[Exercise data]:
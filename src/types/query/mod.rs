//! 任务与结果模型
//!
//! 一次提交对应一个 [`Task`]，执行后产生按语句顺序排列的 [`QueryResult`] 列表，
//! 最终以 [`Completion`] 的形式经完成队列交还给轮询方。

use serde::{Deserialize, Serialize};
use std::ops::BitOr;
use uuid::Uuid;

use super::value::Row;
use crate::error::AsyncSqlError;

/// 提交标志
#[derive(Debug, Clone, Copy, Default, PartialEq, Eq, Hash, Serialize, Deserialize)]
pub struct QueryFlags(u32);

impl QueryFlags {
    /// 无标志
    pub const NONE: QueryFlags = QueryFlags(0);
    /// 行按列名组织
    pub const ASSOC: QueryFlags = QueryFlags(1);
    /// 返回每条语句的 last-insert-id
    pub const LAST_ID: QueryFlags = QueryFlags(2);

    /// 从原始位值构造，未知位被忽略
    pub fn from_bits(bits: u32) -> Self {
        QueryFlags(bits & (Self::ASSOC.0 | Self::LAST_ID.0))
    }

    pub fn bits(&self) -> u32 {
        self.0
    }

    pub fn contains(&self, other: QueryFlags) -> bool {
        self.0 & other.0 == other.0
    }
}

impl BitOr for QueryFlags {
    type Output = QueryFlags;

    fn bitor(self, rhs: QueryFlags) -> QueryFlags {
        QueryFlags(self.0 | rhs.0)
    }
}

/// 宿主回调句柄
///
/// 引擎从不解释其内容。句柄不可复制：每个句柄要么经完成分发恰好交还一次，
/// 要么在宿主已放弃数据库时随任务一同丢弃，不会被再次触碰。
#[derive(Debug, PartialEq, Eq, Hash)]
pub struct CallbackHandle(i64);

impl CallbackHandle {
    pub fn new(raw: i64) -> Self {
        CallbackHandle(raw)
    }

    pub fn raw(&self) -> i64 {
        self.0
    }

    /// 交还原始值，由宿主负责释放
    pub fn into_raw(self) -> i64 {
        self.0
    }
}

/// 宿主用户上下文，原样透传
#[derive(Debug, PartialEq, Eq, Hash)]
pub struct UserContext(i64);

impl UserContext {
    pub fn new(raw: i64) -> Self {
        UserContext(raw)
    }

    pub fn raw(&self) -> i64 {
        self.0
    }

    pub fn into_raw(self) -> i64 {
        self.0
    }
}

/// 一次客户端提交
#[derive(Debug)]
pub struct Task {
    /// 任务ID
    pub id: Uuid,
    /// 语句文本（可以是多语句批次）
    pub sql: String,
    /// 回调句柄
    pub callback: Option<CallbackHandle>,
    /// 用户上下文
    pub context: Option<UserContext>,
    /// 提交标志
    pub flags: QueryFlags,
}

impl Task {
    pub fn new<S: Into<String>>(sql: S) -> Self {
        Self {
            id: Uuid::new_v4(),
            sql: sql.into(),
            callback: None,
            context: None,
            flags: QueryFlags::NONE,
        }
    }

    pub fn with_callback(mut self, callback: CallbackHandle) -> Self {
        self.callback = Some(callback);
        self
    }

    pub fn with_context(mut self, context: UserContext) -> Self {
        self.context = Some(context);
        self
    }

    pub fn with_flags(mut self, flags: QueryFlags) -> Self {
        self.flags = flags;
        self
    }
}

/// 单条语句的执行状态
#[derive(Debug, Clone, Copy, PartialEq, Eq, Serialize, Deserialize)]
pub enum QueryStatus {
    Success,
    Failure,
}

/// 批次中一条语句的结果
#[derive(Debug, Clone, PartialEq, Serialize)]
pub struct QueryResult {
    /// 执行状态
    pub status: QueryStatus,
    /// 错误信息（成功时为空）
    pub error: String,
    /// 影响行数
    pub affected_rows: u64,
    /// 最后插入ID（仅在请求 `LAST_ID` 时填充）
    pub last_insert_id: Option<u64>,
    /// 结果行，顺序与引擎返回一致
    pub rows: Vec<Row>,
}

impl QueryResult {
    pub fn success(affected_rows: u64, last_insert_id: Option<u64>, rows: Vec<Row>) -> Self {
        Self {
            status: QueryStatus::Success,
            error: String::new(),
            affected_rows,
            last_insert_id,
            rows,
        }
    }

    pub fn failure<S: Into<String>>(error: S) -> Self {
        let mut error = error.into();
        if error.is_empty() {
            error = "unknown error".to_string();
        }
        Self {
            status: QueryStatus::Failure,
            error,
            affected_rows: 0,
            last_insert_id: None,
            rows: Vec::new(),
        }
    }

    /// 由引擎错误构造失败结果，错误以数据形式交还宿主
    pub fn from_error(err: &AsyncSqlError) -> Self {
        Self::failure(err.to_string())
    }

    pub fn is_success(&self) -> bool {
        self.status == QueryStatus::Success
    }
}

/// 完成的任务，由工作线程移交给轮询方
#[derive(Debug)]
pub struct Completion {
    /// 任务ID
    pub id: Uuid,
    /// 原始语句
    pub sql: String,
    /// 回调句柄
    pub callback: Option<CallbackHandle>,
    /// 用户上下文，原样透传
    pub context: Option<UserContext>,
    /// 顶层成功标志：所有结果都成功
    pub success: bool,
    /// 顶层错误信息：第一条失败结果的错误
    pub error: Option<String>,
    /// 按语句顺序排列的结果
    pub results: Vec<QueryResult>,
}

impl Completion {
    /// 由任务与其结果构造完成项，任务的所有权在此转移
    pub fn new(task: Task, results: Vec<QueryResult>) -> Self {
        let error = results
            .iter()
            .find(|r| !r.is_success())
            .map(|r| r.error.clone());

        Self {
            id: task.id,
            sql: task.sql,
            callback: task.callback,
            context: task.context,
            success: error.is_none(),
            error,
            results,
        }
    }

    /// 第一条结果的 last-insert-id（对应单语句提交）
    pub fn last_insert_id(&self) -> Option<u64> {
        self.results.first().and_then(|r| r.last_insert_id)
    }

    /// 回调负载的 JSON 形式，供宿主绑定层直接转换
    pub fn payload(&self) -> serde_json::Value {
        serde_json::json!({
            "success": self.success,
            "error": self.error,
            "results": self.results,
        })
    }
}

[Problem description]:
Please provide the number of lines in the listing above that contain the word "Option", and nothing further.

[Exercise answer]:
8